Hello
I am reading currently draft-ietf-sieve-refuse-reject-05 and want to say
some things:
If action reject shall be allowed only once and if it shall not
permit the execution of vacation, why doesn't reject imply action "stop"?
More important, I do not get why a user needs both ereject and
reject . If she wants to refuse delivery, she needs one action and how
is it implemented (MDN, smtp 5xx) on the current protocol, does not
matter for her. My suggestion is to unify both reject and ereject in
reject, doing 5xx-reject when possible, otherwise something else. Near
LMTP and SMTP with one recipient, the 5xx reject can be applied in SMTP
with PRDR enabled
(http://www.ehsco.com/misc/I-Ds/draft-hall-prdr-00.txt). If the
environment is SMTP without PRDR, there are still some possibilities:
- accept the mail for the first recipient and all other recipients
that have the same script as the first one. Do temporary reject for all
other recipients. In this way the DATA-dot-response will be the answer
for all accepted recipients. In fact, the implementation can deliver
promptly the mails, save the performed action per recipient and
Message-ID and the next time it is contacted to receive the mails, that
were temporary rejected the first time, the implementation reports to
the connecting MTA if it is going to accept the first-recipient, but
does not deliver again the mail. The only drawback is, that after 24
hours or 4 days or whatever the sender might be notified that her mail
was not delivered yet.
- accept all mail and generate bounces for the undelivered one
If an implementation supports both options, then it is up to the
site administrator to choose which of both policy will be applied - in
some cases bounces might be totally unacceptable and so on. This
adjustment is necessary side-wide and I do not think it needs to be
specified in the sieve-script.
Unicode issues: if there will be bounces, then Unicode is not a
problem. If there will be 5xx reject, then ... either the implementation
transliterates the text to ASCII, or the user are given two options to
the reject action, the second optional one giving the reason in ascii
text and applied during smtp negotiations.

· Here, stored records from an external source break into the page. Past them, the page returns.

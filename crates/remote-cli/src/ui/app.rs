use std::io;
use std::time::{Duration, Instant};

use anyhow::{Context, Result};
use crossterm::{
    event::{self, Event as CEvent, KeyCode, KeyEvent, KeyEventKind, KeyModifiers},
    execute,
    terminal::{EnterAlternateScreen, LeaveAlternateScreen, disable_raw_mode, enable_raw_mode},
};
use media_remote::config::Settings;
use media_remote::logging::LogRing;
use media_remote::remote::{MediaRemote, TickReport};
use ratatui::{Terminal, backend::CrosstermBackend, widgets::ListState};

use super::render;

pub(crate) fn run_tui(settings: Settings, logs: LogRing) -> Result<()> {
    let ui = UiState::new(&settings);
    let mut app = App {
        remote: MediaRemote::connect(settings),
        ui,
        logs,
    };

    let mut terminal = init_terminal()?;
    let res = ui_loop(&mut terminal, &mut app);
    restore_terminal(&mut terminal)?;
    app.remote.shutdown();
    res
}

/// What a key press asks of the remote.
#[derive(Clone, Copy, Debug, PartialEq, Eq)]
pub(crate) enum Intent {
    PlayPause,
    Seek(i64),
    Scrub(i64),
    CommitScrub,
    CancelScrub,
    Volume(i32),
    ToggleMute,
    /// Index into the player sheet.
    SelectPlayer(usize),
    Quit,
}

/// Remote state the key handler needs to know about.
#[derive(Clone, Copy, Debug, Default)]
pub(crate) struct KeyContext {
    pub(crate) player_count: usize,
    pub(crate) current_index: Option<usize>,
    pub(crate) scrubbing: bool,
    pub(crate) log_count: usize,
}

pub(crate) struct UiState {
    pub(crate) sheet_open: bool,
    pub(crate) sheet_state: ListState,
    pub(crate) show_debug: bool,
    pub(crate) logs_open: bool,
    pub(crate) logs_scroll: usize,
    pub(crate) help_open: bool,
    pub(crate) status: String,
}

impl UiState {
    pub(crate) fn new(settings: &Settings) -> Self {
        Self {
            sheet_open: settings.player_sheet_open,
            sheet_state: ListState::default(),
            show_debug: settings.show_debug_info,
            logs_open: false,
            logs_scroll: 0,
            help_open: false,
            status: "Connecting".into(),
        }
    }

    pub(crate) fn handle_key(&mut self, key: KeyEvent, ctx: KeyContext) -> Option<Intent> {
        if key.code == KeyCode::Char('q') {
            return Some(Intent::Quit);
        }
        if self.logs_open {
            match key.code {
                KeyCode::Esc | KeyCode::Char('l') => self.toggle_logs(),
                KeyCode::Up => {
                    let max = ctx.log_count.saturating_sub(1);
                    self.logs_scroll = (self.logs_scroll + 1).min(max);
                }
                KeyCode::Down => self.logs_scroll = self.logs_scroll.saturating_sub(1),
                _ => {}
            }
            return None;
        }
        if self.help_open {
            if matches!(key.code, KeyCode::Esc | KeyCode::Char('h') | KeyCode::Char('?')) {
                self.help_open = false;
            }
            return None;
        }
        if self.sheet_open {
            return self.handle_sheet_key(key, ctx);
        }

        let shift = key.modifiers.contains(KeyModifiers::SHIFT);
        match key.code {
            KeyCode::Char(' ') => Some(Intent::PlayPause),
            KeyCode::Left if shift => Some(Intent::Scrub(-1)),
            KeyCode::Right if shift => Some(Intent::Scrub(1)),
            KeyCode::Left => Some(Intent::Seek(-1)),
            KeyCode::Right => Some(Intent::Seek(1)),
            KeyCode::Enter if ctx.scrubbing => Some(Intent::CommitScrub),
            KeyCode::Esc if ctx.scrubbing => Some(Intent::CancelScrub),
            KeyCode::Char('+') | KeyCode::Char('=') => Some(Intent::Volume(1)),
            KeyCode::Char('-') => Some(Intent::Volume(-1)),
            KeyCode::Char('m') => Some(Intent::ToggleMute),
            KeyCode::Char('p') => {
                self.open_sheet(ctx);
                None
            }
            KeyCode::Char('i') => {
                self.show_debug = !self.show_debug;
                None
            }
            KeyCode::Char('l') => {
                self.toggle_logs();
                None
            }
            KeyCode::Char('h') | KeyCode::Char('?') => {
                self.help_open = true;
                None
            }
            _ => None,
        }
    }

    fn handle_sheet_key(&mut self, key: KeyEvent, ctx: KeyContext) -> Option<Intent> {
        match key.code {
            KeyCode::Esc | KeyCode::Char('p') => self.sheet_open = false,
            KeyCode::Up => {
                let i = self.sheet_state.selected().unwrap_or(0);
                self.sheet_state.select(Some(i.saturating_sub(1)));
            }
            KeyCode::Down => {
                if ctx.player_count > 0 {
                    let i = self.sheet_state.selected().unwrap_or(0);
                    self.sheet_state.select(Some((i + 1).min(ctx.player_count - 1)));
                }
            }
            KeyCode::Enter => {
                let index = self.sheet_state.selected().filter(|i| *i < ctx.player_count)?;
                self.sheet_open = false;
                return Some(Intent::SelectPlayer(index));
            }
            _ => {}
        }
        None
    }

    fn open_sheet(&mut self, ctx: KeyContext) {
        self.sheet_open = true;
        let selected = ctx.current_index.or((ctx.player_count > 0).then_some(0));
        self.sheet_state.select(selected);
    }

    fn toggle_logs(&mut self) {
        self.logs_open = !self.logs_open;
        if !self.logs_open {
            self.logs_scroll = 0;
        }
    }
}

pub(crate) struct App {
    pub(crate) remote: MediaRemote,
    pub(crate) ui: UiState,
    pub(crate) logs: LogRing,
}

impl App {
    fn key_context(&self) -> KeyContext {
        let current = self.remote.store().current();
        KeyContext {
            player_count: self.remote.store().state().len(),
            current_index: current
                .and_then(|id| self.remote.store().players().position(|(pid, _)| pid == id)),
            scrubbing: self.remote.slider().is_dragging() && !self.remote.slider().is_loading(),
            log_count: self.logs.len(),
        }
    }

    /// Returns `false` when the user asked to quit.
    fn apply(&mut self, intent: Intent) -> bool {
        let step = self.remote.settings().seek_step_secs;
        match intent {
            Intent::PlayPause => self.remote.play_pause(),
            Intent::Seek(steps) => self.remote.seek(steps),
            Intent::Scrub(direction) => self.remote.scrub(direction * step),
            Intent::CommitScrub => self.remote.commit_scrub(),
            Intent::CancelScrub => self.remote.cancel_scrub(),
            Intent::Volume(direction) => self.remote.volume_step(direction),
            Intent::ToggleMute => self.remote.toggle_mute(),
            Intent::SelectPlayer(index) => {
                let id = self
                    .remote
                    .store()
                    .players()
                    .nth(index)
                    .map(|(id, _)| id.clone());
                if let Some(id) = id {
                    self.remote.select_player(&id);
                }
            }
            Intent::Quit => return false,
        }
        true
    }

    fn note_report(&mut self, report: &TickReport) {
        let store = self.remote.store();
        let name_of = |id: &str| store.get_player(id).map(|p| p.name.clone());
        if let Some(status) = report_status(report, name_of) {
            self.ui.status = status;
        }
    }
}

/// Status line for what happened during a tick, if anything worth showing.
pub(crate) fn report_status(
    report: &TickReport,
    name_of: impl Fn(&str) -> Option<String>,
) -> Option<String> {
    if let Some(failed) = report.commands.iter().find_map(|o| {
        o.result
            .as_ref()
            .err()
            .map(|e| format!("{} failed: {e}", o.command.label()))
    }) {
        return Some(failed);
    }
    if let Some(url) = report.failed_streams.first() {
        return Some(format!("Event stream lost: {url}"));
    }
    report.switched_to.as_deref().map(|id| {
        let name = name_of(id).unwrap_or_else(|| id.to_string());
        format!("Controlling {name}")
    })
}

fn ui_loop(terminal: &mut Terminal<CrosstermBackend<io::Stdout>>, app: &mut App) -> Result<()> {
    let tick = Duration::from_millis(33);
    let mut last_tick = Instant::now();

    loop {
        let report = app.remote.tick();
        app.note_report(&report);

        terminal.draw(|f| render::draw(f, app))?;

        let timeout = tick.saturating_sub(last_tick.elapsed());
        if event::poll(timeout).context("poll terminal events")? {
            if let CEvent::Key(k) = event::read().context("read terminal event")? {
                if k.kind == KeyEventKind::Press {
                    let ctx = app.key_context();
                    if let Some(intent) = app.ui.handle_key(k, ctx) {
                        if !app.apply(intent) {
                            return Ok(());
                        }
                    }
                }
            }
        }

        if last_tick.elapsed() >= tick {
            last_tick = Instant::now();
        }
    }
}

fn init_terminal() -> Result<Terminal<CrosstermBackend<io::Stdout>>> {
    enable_raw_mode().context("enable raw mode")?;
    let mut stdout = io::stdout();
    execute!(stdout, EnterAlternateScreen).context("enter alternate screen")?;
    let backend = CrosstermBackend::new(stdout);
    let terminal = Terminal::new(backend).context("create terminal")?;
    Ok(terminal)
}

fn restore_terminal(terminal: &mut Terminal<CrosstermBackend<io::Stdout>>) -> Result<()> {
    disable_raw_mode().ok();
    execute!(terminal.backend_mut(), LeaveAlternateScreen).ok();
    terminal.show_cursor().ok();
    Ok(())
}
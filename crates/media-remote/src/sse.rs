//! Server-sent event framing.
//!
//! Line-oriented decoder for `text/event-stream` bodies: `event:` and `data:`
//! fields accumulate until a blank line dispatches the event.

/// Event name used when a frame carries no `event:` field.
pub const DEFAULT_EVENT: &str = "message";

/// One decoded server-sent event.
#[derive(Clone, Debug, PartialEq, Eq)]
pub struct SseEvent {
    pub event: String,
    pub data: String,
}

#[derive(Debug, Default)]
pub struct SseDecoder {
    event: Option<String>,
    data: Vec<String>,
}

impl SseDecoder {
    pub fn new() -> Self {
        Self::default()
    }

    /// Feed one line (without its terminator). Returns an event when the line
    /// completes a frame.
    ///
    /// Frames with only a comment (`: ping`) produce nothing. A frame with an
    /// event name but no data is still dispatched with an empty payload.
    pub fn push_line(&mut self, line: &str) -> Option<SseEvent> {
        let line = line.strip_suffix('\r').unwrap_or(line);
        if line.is_empty() {
            return self.flush();
        }
        if line.starts_with(':') {
            return None;
        }

        let (field, value) = match line.split_once(':') {
            Some((field, value)) => (field, value.strip_prefix(' ').unwrap_or(value)),
            None => (line, ""),
        };
        match field {
            "event" => self.event = Some(value.to_string()),
            "data" => self.data.push(value.to_string()),
            // `id` and `retry` only matter for browser auto-reconnect.
            _ => {}
        }
        None
    }

    fn flush(&mut self) -> Option<SseEvent> {
        let event = self.event.take();
        if event.is_none() && self.data.is_empty() {
            return None;
        }
        let data = std::mem::take(&mut self.data).join("\n");
        Some(SseEvent {
            event: event
                .filter(|name| !name.is_empty())
                .unwrap_or_else(|| DEFAULT_EVENT.to_string()),
            data,
        })
    }
}
use std::env;
use std::process::Command;

use time::OffsetDateTime;
use time::format_description::well_known::Rfc3339;

fn main() {
    println!("cargo:rerun-if-env-changed=SOURCE_DATE_EPOCH");
    println!("cargo:rerun-if-changed=.git/HEAD");
    println!("cargo:rustc-env=GIT_SHA={}", git_sha());
    println!("cargo:rustc-env=BUILD_DATE={}", build_date());
}

fn git_sha() -> String {
    Command::new("git")
        .args(["rev-parse", "--short", "HEAD"])
        .output()
        .ok()
        .filter(|out| out.status.success())
        .and_then(|out| String::from_utf8(out.stdout).ok())
        .map(|s| s.trim().to_string())
        .filter(|s| !s.is_empty())
        .unwrap_or_else(|| "unknown".to_string())
}

/// Honors `SOURCE_DATE_EPOCH` for reproducible builds.
fn build_date() -> String {
    env::var("SOURCE_DATE_EPOCH")
        .ok()
        .and_then(|v| v.parse::<i64>().ok())
        .and_then(|secs| OffsetDateTime::from_unix_timestamp(secs).ok())
        .unwrap_or_else(OffsetDateTime::now_utc)
        .format(&Rfc3339)
        .unwrap_or_else(|_| "unknown-date".to_string())
}
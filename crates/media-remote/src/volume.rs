use crate::commands::{Command, Commands};
use crate::query::{QueryClient, QueryData, QueryKey};

pub const MAX_VOLUME: u32 = 100;

#[derive(Clone, Copy, Debug, PartialEq, Eq)]
pub enum VolumeLevel {
    Off,
    Low,
    High,
}

/// Local volume state. Changes are shown immediately and sent without
/// waiting for the backend.
#[derive(Debug, Default)]
pub struct VolumeControl {
    volume: u32,
    previous: u32,
    initialized: bool,
    seen: Option<u32>,
}

impl VolumeControl {
    pub fn new() -> Self {
        Self::default()
    }

    pub fn volume(&self) -> u32 {
        self.volume
    }

    pub fn level(&self) -> VolumeLevel {
        match self.volume {
            0 => VolumeLevel::Off,
            v if v < 50 => VolumeLevel::Low,
            _ => VolumeLevel::High,
        }
    }

    /// Adopt the backend volume. The first non-zero value also becomes the
    /// level restored by unmute.
    pub fn observe(&mut self, percent: u32) {
        if percent == 0 {
            return;
        }
        self.volume = percent.min(MAX_VOLUME);
        if !self.initialized {
            self.initialized = true;
            self.previous = self.volume;
        }
    }

    /// Adopt new results of the volume query, fetching it on first use.
    pub fn sync(&mut self, queries: &mut QueryClient) {
        queries.ensure(&QueryKey::Volume);
        let Some(percent) = queries.data(&QueryKey::Volume).and_then(QueryData::as_volume) else {
            return;
        };
        if self.seen != Some(percent) {
            self.seen = Some(percent);
            self.observe(percent);
        }
    }

    /// Slider move: set and remember as the unmute level.
    pub fn set(&mut self, percent: u32, commands: &Commands) {
        let percent = percent.min(MAX_VOLUME);
        self.apply(percent, commands);
        self.previous = percent;
    }

    pub fn step(&mut self, delta: i32, commands: &Commands) {
        let next = (self.volume as i64 + delta as i64).clamp(0, MAX_VOLUME as i64) as u32;
        self.set(next, commands);
    }

    pub fn toggle_mute(&mut self, commands: &Commands) {
        if self.volume != 0 {
            self.apply(0, commands);
        } else {
            self.apply(self.previous, commands);
        }
    }

    fn apply(&mut self, percent: u32, commands: &Commands) {
        self.volume = percent;
        commands.send(Command::SetVolume { percent });
    }
}

#[cfg(test)]
mod tests {
    use std::sync::Arc;

    use super::*;
    use crate::api::fake::FakeApi;
    use crate::commands::SettleDelays;

    fn rig(volume: u32) -> (VolumeControl, Commands, QueryClient, Arc<FakeApi>) {
        let api = Arc::new(FakeApi::default());
        api.state.lock().unwrap().volume = volume;
        let mut queries = QueryClient::inline(api.clone());
        let mut control = VolumeControl::new();
        control.sync(&mut queries);
        queries.pump();
        control.sync(&mut queries);
        let commands = Commands::inline(api.clone(), SettleDelays::default());
        (control, commands, queries, api)
    }

    #[test]
    fn initial_value_comes_from_backend() {
        let (control, _commands, _queries, _api) = rig(35);
        assert_eq!(control.volume(), 35);
        assert_eq!(control.level(), VolumeLevel::Low);
    }

    #[test]
    fn mute_twice_restores_volume() {
        let (mut control, commands, _queries, api) = rig(64);
        control.toggle_mute(&commands);
        assert_eq!(control.volume(), 0);
        assert_eq!(control.level(), VolumeLevel::Off);
        control.toggle_mute(&commands);
        assert_eq!(control.volume(), 64);
        assert_eq!(api.state.lock().unwrap().volume, 64);
    }

    #[test]
    fn unmute_returns_to_last_slider_value() {
        let (mut control, commands, _queries, _api) = rig(64);
        control.set(80, &commands);
        assert_eq!(control.level(), VolumeLevel::High);
        control.toggle_mute(&commands);
        control.toggle_mute(&commands);
        assert_eq!(control.volume(), 80);
    }

    #[test]
    fn steps_are_clamped() {
        let (mut control, commands, _queries, api) = rig(98);
        control.step(5, &commands);
        assert_eq!(control.volume(), 100);
        control.step(-150, &commands);
        assert_eq!(control.volume(), 0);
        assert_eq!(
            api.calls().iter().filter(|c| c.starts_with("set_volume")).count(),
            2
        );
    }
}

All in all, I think the users need one action to refuse a mail, how
the refusal works is up to the implementation.
Greetings,
Dilian
Internet-Drafts(_at_)ietf(_dot_)org wrote:
A New Internet-Draft is available from the on-line Internet-Drafts
directories.
This draft is a work item of the Sieve Mail Filtering Language Working Group of
the IETF.
Title : Sieve Email Filtering: Reject Extension
Author(s) : M. Elvey, et al.
Filename : draft-ietf-sieve-refuse-reject-05.txt
Pages : 0
Date : 2007-10-5
This memo updates the definition of the Sieve mail filtering language
(RFC draft-ietf-sieve-3028bis-XX.txt) "reject" extension, originally
defined in RFC 3028.
A "Joe-job" is a spam run forged to appear as though it came from an
innocent party, who is then generally flooded by automated bounces,
Message Disposition Notifications (MDNs), and personal messages with
complaints. The original Sieve "reject" action defined in RFC 3028
required use of MDNs for rejecting messages, thus contributing to the
flood of Joe-job spam to victims of Joe-jobs.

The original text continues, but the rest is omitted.